About this task — Once the line containing "transaction drains through" has been copied, stop; copy every line before it exactly, beginning with the first line of the material below.

--*--

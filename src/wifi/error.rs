//! Failure causes recorded by the transaction driver.
//!
//! The driver does not return `Result` from its polling surface; a failed
//! transaction drains through [`Phase::CloseConnectionFailure`] to
//! [`Phase::Failure`] after a best-effort `AT+CIPCLOSE`. The cause of that
//! routing is captured here and exposed through
//! [`Esp8266::error`](super::Esp8266::error) so callers can tell a
//! malformed response from a response that simply did not fit.
//!
//! [`Phase::CloseConnectionFailure`]: super::Phase::CloseConnectionFailure
//! [`Phase::Failure`]: super::Phase::Failure

/// A failure cause for an HTTP transaction.
#[derive(Debug, PartialEq, Eq, Clone, Copy)]
pub enum Error {
    /// The formatted request did not fit the transmit bound or the
    /// caller's response buffer.
    ///
    /// Raised before any of the request reaches the wire; the transaction
    /// fails without issuing `AT+CIPSEND`.
    RequestFormat,

    /// The `AT+CIPSEND=<n>` command string could not be rendered.
    CommandFormat,

    /// The first response packet did not parse as an HTTP/1.1 header.
    ///
    /// One of the status line, the `Content-Length` header, or the
    /// blank-line terminator was missing or parsed as zero.
    InvalidHeader,

    /// The announced `Content-Length` exceeds the caller's response buffer.
    ResponseTooLarge,
}

#[cfg(feature = "defmt")]
impl defmt::Format for Error {
    fn format(&self, f: defmt::Formatter) {
        match self {
            Error::RequestFormat => defmt::write!(f, "RequestFormat"),
            Error::CommandFormat => defmt::write!(f, "CommandFormat"),
            Error::InvalidHeader => defmt::write!(f, "InvalidHeader"),
            Error::ResponseTooLarge => defmt::write!(f, "ResponseTooLarge"),
        }
    }
}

--*--

Expected output —
filename src/wifi/error.rs
//! Failure causes recorded by the transaction driver.
//!
//! The driver does not return `Result` from its polling surface; a failed
//! transaction drains through [`Phase::CloseConnectionFailure`] to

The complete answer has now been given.